Work to complete: All lines of the records below that contain the word "VcpuManager" must be listed.

Records provided:
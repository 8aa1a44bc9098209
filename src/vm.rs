// Copyright (c) 2024 by Rivos Inc.
// Licensed under the Apache License, Version 2.0, see LICENSE for details.
// SPDX-License-Identifier: Apache-2.0

use alloc::sync::Arc;
use arrayvec::ArrayVec;
use core::sync::atomic::{AtomicBool, Ordering};
use log::{debug, warn};
use spin::Mutex;

use crate::arch::ArchVcpu;
use crate::cpu::IdleCpuPool;
use crate::hal::{SchedClass, VcpuHal};
use crate::vcpu::{Error, HaltedVcpu, Result, Vcpu};

/// Maximum number of vCPUs per VM.
pub const VM_VCPUS_MAX: usize = 8;

/// Identifies a VM within the hypervisor.
#[derive(Clone, Copy, Debug, PartialEq, PartialOrd, Eq, Ord)]
pub struct VmId(u32);

impl VmId {
    /// Creates a `VmId` from the raw value.
    pub fn new(raw: u32) -> Self {
        VmId(raw)
    }

    /// Returns the raw value of the VM ID.
    pub fn raw(&self) -> u32 {
        self.0
    }
}

/// A guest VM as this core sees it: the owner of a set of vCPUs, an OS-type
/// hint that picks the scheduling tier, the protected vCPU-id counter, and
/// the aggregate halt flag the run loops poll.
///
/// Created by the VM manager and handed in as `Arc<Vm>`; the manager tears
/// it down only after every owned vCPU has been halted and destroyed.
pub struct Vm {
    id: VmId,
    is_rtos: bool,
    // The one field in this core guarded by its own explicit lock.
    next_vcpu_id: Mutex<u32>,
    vcpus: Mutex<ArrayVec<u32, VM_VCPUS_MAX>>,
    halt_requested: AtomicBool,
}

impl Vm {
    pub fn new(id: VmId, is_rtos: bool) -> Self {
        Self {
            id,
            is_rtos,
            next_vcpu_id: Mutex::new(0),
            vcpus: Mutex::new(ArrayVec::new()),
            halt_requested: AtomicBool::new(false),
        }
    }

    pub fn id(&self) -> VmId {
        self.id
    }

    /// True if the guest runs a real-time OS.
    pub fn is_rtos(&self) -> bool {
        self.is_rtos
    }

    /// Scheduling tier for this VM's backing threads.
    pub fn sched_class(&self) -> SchedClass {
        if self.is_rtos {
            SchedClass::Rtos
        } else {
            SchedClass::General
        }
    }

    /// Number of vCPUs currently owned by this VM.
    pub fn vcpu_count(&self) -> usize {
        self.vcpus.lock().len()
    }

    /// Asks every vCPU run loop to wind down.
    pub fn signal_halt(&self) {
        self.halt_requested.store(true, Ordering::Release);
    }

    /// Polled by the run loops between guest slices.
    pub fn is_halting(&self) -> bool {
        self.halt_requested.load(Ordering::Acquire)
    }

    fn alloc_vcpu_id(&self) -> u32 {
        let mut next = self.next_vcpu_id.lock();
        let id = *next;
        *next += 1;
        id
    }

    fn register_vcpu(&self, vcpu_id: u32) -> Result<()> {
        self.vcpus
            .lock()
            .try_push(vcpu_id)
            .map_err(|_| Error::TooManyVcpus)
    }

    fn unregister_vcpu(&self, vcpu_id: u32) {
        let mut vcpus = self.vcpus.lock();
        if let Some(pos) = vcpus.iter().position(|&id| id == vcpu_id) {
            vcpus.remove(pos);
        }
    }
}

/// Allocates and tears down vCPUs. Owns the idle-core pool; everything else
/// a vCPU needs comes from the HAL and the architecture backend.
pub struct VcpuManager {
    idle_cpus: IdleCpuPool,
}

impl VcpuManager {
    pub fn new(idle_cpus: IdleCpuPool) -> Self {
        Self { idle_cpus }
    }

    /// The pool of physical cores not currently backing a vCPU.
    pub fn idle_cpus(&self) -> &IdleCpuPool {
        &self.idle_cpus
    }

    /// Creates one vCPU for `vm`: draws a physical core from the idle pool,
    /// spawns the suspended backing thread at the VM's scheduling tier,
    /// initializes the architectural state and the (sentineled) virtual-IRQ
    /// table, and registers the vCPU with its VM.
    ///
    /// Any failure unwinds every allocation made so far; a partially
    /// constructed vCPU never escapes. The returned vCPU is in its initial
    /// state and becomes schedulable only through an explicit ready request.
    pub fn create_vcpu<A: ArchVcpu, H: VcpuHal>(
        &self,
        hal: &H,
        vm: &Arc<Vm>,
        index: u32,
        name: &str,
        config: A::Config,
    ) -> Result<Vcpu<A, H>> {
        let cpu = self.idle_cpus.take().ok_or(Error::ResourceExhausted)?;

        let thread = match hal.spawn_thread(name, vm.sched_class(), cpu) {
            Some(thread) => thread,
            None => {
                self.idle_cpus.release(cpu);
                return Err(Error::ResourceExhausted);
            }
        };

        let id = vm.alloc_vcpu_id();
        if id != index {
            warn!(
                "vm {}: vcpu '{}' created at index {} but assigned id {}",
                vm.id().raw(),
                name,
                index,
                id
            );
        }

        let arch = match A::new(vm.id(), id, config) {
            Ok(arch) => arch,
            Err(e) => {
                hal.free_thread(thread);
                self.idle_cpus.release(cpu);
                return Err(Error::Arch(e));
            }
        };

        if let Err(e) = vm.register_vcpu(id) {
            hal.free_thread(thread);
            self.idle_cpus.release(cpu);
            return Err(e);
        }

        debug!(
            "vm {}: created vcpu {} '{}' on cpu {}",
            vm.id().raw(),
            id,
            name,
            cpu.raw()
        );
        Ok(Vcpu::new(hal, vm.clone(), id, name, cpu, thread, arch))
    }

    /// Tears one vCPU down: deinitializes the architectural state, frees the
    /// backing thread, returns the physical core to the idle pool and drops
    /// the VM registration. Only reachable with the token the state machine
    /// hands out once the vCPU is halted and its thread has exited.
    pub fn destroy_vcpu<A: ArchVcpu, H: VcpuHal>(
        &self,
        hal: &H,
        vcpu: HaltedVcpu<A, H>,
    ) -> Result<()> {
        let (vm, id, cpu, thread, mut arch) = vcpu.into_parts();
        let result = arch.deinit().map_err(Error::Arch);
        hal.free_thread(thread);
        self.idle_cpus.release(cpu);
        vm.unregister_vcpu(id);
        debug!("vm {}: destroyed vcpu {}", vm.id().raw(), id);
        result
    }
}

Answer space:
pub struct VcpuManager {
impl VcpuManager {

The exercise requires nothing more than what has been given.